# [Your objective]
Report every line below that has the string "stored" in it.

--- START ---

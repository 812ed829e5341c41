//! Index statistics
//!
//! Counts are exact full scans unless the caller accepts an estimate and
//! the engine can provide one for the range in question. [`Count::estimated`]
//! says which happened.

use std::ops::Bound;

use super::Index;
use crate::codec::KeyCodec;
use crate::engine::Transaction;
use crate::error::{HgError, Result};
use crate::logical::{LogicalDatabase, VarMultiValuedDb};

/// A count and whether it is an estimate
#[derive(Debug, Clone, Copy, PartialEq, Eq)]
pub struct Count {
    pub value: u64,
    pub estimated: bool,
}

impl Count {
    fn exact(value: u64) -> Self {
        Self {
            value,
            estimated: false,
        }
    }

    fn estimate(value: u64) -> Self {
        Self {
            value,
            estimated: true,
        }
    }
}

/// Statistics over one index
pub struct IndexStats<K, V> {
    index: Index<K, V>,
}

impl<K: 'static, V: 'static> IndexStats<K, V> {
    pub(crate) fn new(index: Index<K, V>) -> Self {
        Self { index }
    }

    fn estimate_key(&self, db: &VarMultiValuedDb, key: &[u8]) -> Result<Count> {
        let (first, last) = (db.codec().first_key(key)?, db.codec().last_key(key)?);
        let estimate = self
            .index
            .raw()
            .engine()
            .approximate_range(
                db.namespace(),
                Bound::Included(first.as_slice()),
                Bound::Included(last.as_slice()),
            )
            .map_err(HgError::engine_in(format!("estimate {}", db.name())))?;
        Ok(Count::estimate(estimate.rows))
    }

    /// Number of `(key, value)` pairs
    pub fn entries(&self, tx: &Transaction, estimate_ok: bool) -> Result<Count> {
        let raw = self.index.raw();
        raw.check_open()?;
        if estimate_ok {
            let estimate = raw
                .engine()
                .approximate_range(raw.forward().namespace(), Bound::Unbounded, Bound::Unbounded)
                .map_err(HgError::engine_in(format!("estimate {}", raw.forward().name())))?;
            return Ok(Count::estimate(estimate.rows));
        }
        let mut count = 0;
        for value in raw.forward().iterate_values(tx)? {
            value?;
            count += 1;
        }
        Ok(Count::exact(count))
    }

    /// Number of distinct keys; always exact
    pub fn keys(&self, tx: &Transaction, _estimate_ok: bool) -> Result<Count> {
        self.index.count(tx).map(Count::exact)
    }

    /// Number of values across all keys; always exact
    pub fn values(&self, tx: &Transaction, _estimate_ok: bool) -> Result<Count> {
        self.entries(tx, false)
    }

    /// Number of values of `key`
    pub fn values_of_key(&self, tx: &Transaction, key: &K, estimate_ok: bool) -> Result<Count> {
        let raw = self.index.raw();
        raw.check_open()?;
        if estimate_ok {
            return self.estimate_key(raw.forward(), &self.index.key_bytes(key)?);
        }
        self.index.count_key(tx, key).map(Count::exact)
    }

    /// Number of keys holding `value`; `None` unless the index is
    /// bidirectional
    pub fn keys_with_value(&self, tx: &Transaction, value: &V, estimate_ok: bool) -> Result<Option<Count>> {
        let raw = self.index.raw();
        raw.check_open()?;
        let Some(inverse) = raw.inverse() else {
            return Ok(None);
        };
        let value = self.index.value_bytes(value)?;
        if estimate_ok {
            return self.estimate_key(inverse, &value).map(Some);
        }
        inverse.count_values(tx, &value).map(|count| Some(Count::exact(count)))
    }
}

--- END ---
--- START ---

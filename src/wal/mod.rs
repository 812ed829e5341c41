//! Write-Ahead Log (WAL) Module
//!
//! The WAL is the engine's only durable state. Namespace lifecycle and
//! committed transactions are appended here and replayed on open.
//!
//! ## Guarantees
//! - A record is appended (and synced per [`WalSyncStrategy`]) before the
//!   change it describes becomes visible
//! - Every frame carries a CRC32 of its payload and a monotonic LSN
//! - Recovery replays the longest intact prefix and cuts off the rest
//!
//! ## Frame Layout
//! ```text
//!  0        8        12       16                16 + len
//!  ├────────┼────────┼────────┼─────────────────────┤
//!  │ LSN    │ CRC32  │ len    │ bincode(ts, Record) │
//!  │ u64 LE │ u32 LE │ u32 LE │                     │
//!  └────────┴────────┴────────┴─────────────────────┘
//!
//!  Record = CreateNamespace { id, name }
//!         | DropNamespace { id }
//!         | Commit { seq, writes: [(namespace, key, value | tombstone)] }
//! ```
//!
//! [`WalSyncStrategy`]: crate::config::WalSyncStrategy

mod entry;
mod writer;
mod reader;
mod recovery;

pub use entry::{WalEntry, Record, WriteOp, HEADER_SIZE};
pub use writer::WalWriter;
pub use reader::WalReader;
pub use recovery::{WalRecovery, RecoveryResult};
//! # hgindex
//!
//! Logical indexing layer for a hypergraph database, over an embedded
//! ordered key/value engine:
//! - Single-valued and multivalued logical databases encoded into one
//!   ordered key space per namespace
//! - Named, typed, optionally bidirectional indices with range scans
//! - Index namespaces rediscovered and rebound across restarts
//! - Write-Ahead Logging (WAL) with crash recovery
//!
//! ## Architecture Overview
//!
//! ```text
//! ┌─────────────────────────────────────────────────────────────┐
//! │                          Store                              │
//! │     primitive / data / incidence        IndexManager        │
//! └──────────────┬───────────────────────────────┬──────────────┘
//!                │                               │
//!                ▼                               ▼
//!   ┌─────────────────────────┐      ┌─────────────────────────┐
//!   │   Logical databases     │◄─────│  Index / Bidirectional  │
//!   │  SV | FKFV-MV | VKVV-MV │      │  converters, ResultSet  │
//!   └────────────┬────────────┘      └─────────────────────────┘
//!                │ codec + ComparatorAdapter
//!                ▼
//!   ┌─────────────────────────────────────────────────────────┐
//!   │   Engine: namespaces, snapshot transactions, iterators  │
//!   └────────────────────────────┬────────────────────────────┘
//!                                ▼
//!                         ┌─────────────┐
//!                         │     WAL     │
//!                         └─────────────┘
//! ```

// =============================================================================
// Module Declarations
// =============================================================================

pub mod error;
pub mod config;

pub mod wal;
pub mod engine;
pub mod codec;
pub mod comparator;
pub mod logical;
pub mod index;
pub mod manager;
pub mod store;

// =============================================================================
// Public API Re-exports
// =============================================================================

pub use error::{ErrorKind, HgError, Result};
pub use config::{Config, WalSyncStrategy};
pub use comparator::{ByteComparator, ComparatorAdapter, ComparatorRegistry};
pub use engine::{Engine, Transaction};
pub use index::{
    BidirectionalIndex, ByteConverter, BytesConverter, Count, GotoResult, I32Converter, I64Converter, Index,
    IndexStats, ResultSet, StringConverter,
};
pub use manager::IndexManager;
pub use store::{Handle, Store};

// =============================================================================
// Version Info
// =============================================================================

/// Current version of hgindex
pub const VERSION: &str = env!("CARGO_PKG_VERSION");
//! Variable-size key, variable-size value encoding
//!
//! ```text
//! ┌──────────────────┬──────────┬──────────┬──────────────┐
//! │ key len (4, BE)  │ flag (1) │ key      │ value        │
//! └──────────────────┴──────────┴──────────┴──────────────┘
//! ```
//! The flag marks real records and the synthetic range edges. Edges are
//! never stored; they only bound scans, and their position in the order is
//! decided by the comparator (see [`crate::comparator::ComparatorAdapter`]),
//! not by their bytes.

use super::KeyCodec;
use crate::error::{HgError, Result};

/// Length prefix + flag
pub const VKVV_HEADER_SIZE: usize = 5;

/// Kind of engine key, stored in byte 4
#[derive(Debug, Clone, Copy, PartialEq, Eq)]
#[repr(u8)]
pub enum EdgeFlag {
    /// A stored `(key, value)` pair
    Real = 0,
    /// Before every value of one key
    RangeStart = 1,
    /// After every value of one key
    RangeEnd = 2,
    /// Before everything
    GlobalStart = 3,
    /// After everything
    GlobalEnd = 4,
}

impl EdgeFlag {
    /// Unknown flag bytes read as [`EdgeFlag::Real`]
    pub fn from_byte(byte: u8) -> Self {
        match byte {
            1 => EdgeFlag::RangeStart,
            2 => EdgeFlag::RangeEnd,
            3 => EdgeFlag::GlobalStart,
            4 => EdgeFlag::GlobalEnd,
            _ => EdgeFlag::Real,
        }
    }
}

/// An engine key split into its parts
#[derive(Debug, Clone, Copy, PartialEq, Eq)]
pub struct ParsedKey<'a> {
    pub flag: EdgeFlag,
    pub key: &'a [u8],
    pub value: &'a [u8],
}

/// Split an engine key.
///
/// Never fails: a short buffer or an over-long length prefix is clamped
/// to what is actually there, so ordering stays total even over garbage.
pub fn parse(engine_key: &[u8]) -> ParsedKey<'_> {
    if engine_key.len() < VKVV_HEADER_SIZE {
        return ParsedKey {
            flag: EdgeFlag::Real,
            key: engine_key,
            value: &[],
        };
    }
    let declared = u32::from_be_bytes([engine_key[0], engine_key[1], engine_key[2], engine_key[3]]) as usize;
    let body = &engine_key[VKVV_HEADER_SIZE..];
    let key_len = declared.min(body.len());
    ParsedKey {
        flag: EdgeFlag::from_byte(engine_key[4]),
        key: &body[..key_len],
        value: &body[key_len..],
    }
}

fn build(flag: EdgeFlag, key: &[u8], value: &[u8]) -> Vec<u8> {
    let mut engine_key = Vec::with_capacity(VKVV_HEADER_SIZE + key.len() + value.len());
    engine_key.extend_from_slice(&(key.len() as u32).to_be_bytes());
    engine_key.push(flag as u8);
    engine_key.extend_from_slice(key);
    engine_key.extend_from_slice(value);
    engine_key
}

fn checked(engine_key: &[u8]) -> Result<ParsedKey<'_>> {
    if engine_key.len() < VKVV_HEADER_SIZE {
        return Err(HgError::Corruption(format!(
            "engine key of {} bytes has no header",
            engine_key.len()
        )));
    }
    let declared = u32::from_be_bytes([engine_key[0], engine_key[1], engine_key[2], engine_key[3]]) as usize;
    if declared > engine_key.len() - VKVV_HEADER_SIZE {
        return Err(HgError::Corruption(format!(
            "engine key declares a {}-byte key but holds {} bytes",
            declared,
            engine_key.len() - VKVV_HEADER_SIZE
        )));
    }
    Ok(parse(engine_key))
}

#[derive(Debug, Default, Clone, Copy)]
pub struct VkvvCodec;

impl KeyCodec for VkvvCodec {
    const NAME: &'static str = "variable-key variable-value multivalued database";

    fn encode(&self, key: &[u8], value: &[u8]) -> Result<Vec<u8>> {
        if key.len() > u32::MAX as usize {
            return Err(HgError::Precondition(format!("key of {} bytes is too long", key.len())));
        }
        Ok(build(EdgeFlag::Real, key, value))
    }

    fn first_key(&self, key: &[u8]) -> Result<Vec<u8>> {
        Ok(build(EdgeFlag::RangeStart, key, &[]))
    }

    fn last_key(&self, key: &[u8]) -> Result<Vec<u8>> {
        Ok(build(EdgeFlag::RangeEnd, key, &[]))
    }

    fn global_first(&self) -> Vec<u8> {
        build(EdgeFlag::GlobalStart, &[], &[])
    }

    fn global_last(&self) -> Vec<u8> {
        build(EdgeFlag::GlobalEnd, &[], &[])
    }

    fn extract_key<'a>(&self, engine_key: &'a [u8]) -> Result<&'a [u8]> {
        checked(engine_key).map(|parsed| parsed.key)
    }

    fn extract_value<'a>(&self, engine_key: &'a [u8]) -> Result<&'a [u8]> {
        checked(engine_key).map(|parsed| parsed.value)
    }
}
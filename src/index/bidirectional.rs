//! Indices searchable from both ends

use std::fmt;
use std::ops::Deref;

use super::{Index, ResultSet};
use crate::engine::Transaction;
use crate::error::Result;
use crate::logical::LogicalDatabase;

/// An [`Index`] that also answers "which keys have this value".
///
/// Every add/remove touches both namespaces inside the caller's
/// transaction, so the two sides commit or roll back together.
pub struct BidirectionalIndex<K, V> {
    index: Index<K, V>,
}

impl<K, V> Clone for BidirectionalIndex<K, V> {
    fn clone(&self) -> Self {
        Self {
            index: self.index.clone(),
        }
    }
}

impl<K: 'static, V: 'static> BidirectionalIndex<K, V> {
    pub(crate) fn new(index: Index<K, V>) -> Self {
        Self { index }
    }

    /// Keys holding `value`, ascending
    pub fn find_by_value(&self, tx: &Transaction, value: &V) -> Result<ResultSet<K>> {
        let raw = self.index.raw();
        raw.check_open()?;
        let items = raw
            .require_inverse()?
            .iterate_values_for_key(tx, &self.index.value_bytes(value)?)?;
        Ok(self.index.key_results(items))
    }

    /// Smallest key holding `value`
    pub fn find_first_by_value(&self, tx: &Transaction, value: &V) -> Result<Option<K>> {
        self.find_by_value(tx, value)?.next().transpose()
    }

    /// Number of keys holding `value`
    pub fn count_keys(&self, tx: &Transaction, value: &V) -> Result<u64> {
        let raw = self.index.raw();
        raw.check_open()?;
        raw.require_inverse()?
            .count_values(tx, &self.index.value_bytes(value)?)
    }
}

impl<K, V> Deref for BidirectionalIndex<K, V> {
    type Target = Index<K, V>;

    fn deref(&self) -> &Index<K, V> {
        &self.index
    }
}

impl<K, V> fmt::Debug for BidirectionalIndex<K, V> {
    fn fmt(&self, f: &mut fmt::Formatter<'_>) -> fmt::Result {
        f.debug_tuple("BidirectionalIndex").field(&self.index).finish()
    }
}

--- END ---

# [Exercise answer]
//! never stored; they only bound scans, and their position in the order is
/// Kind of engine key, stored in byte 4
    /// A stored `(key, value)` pair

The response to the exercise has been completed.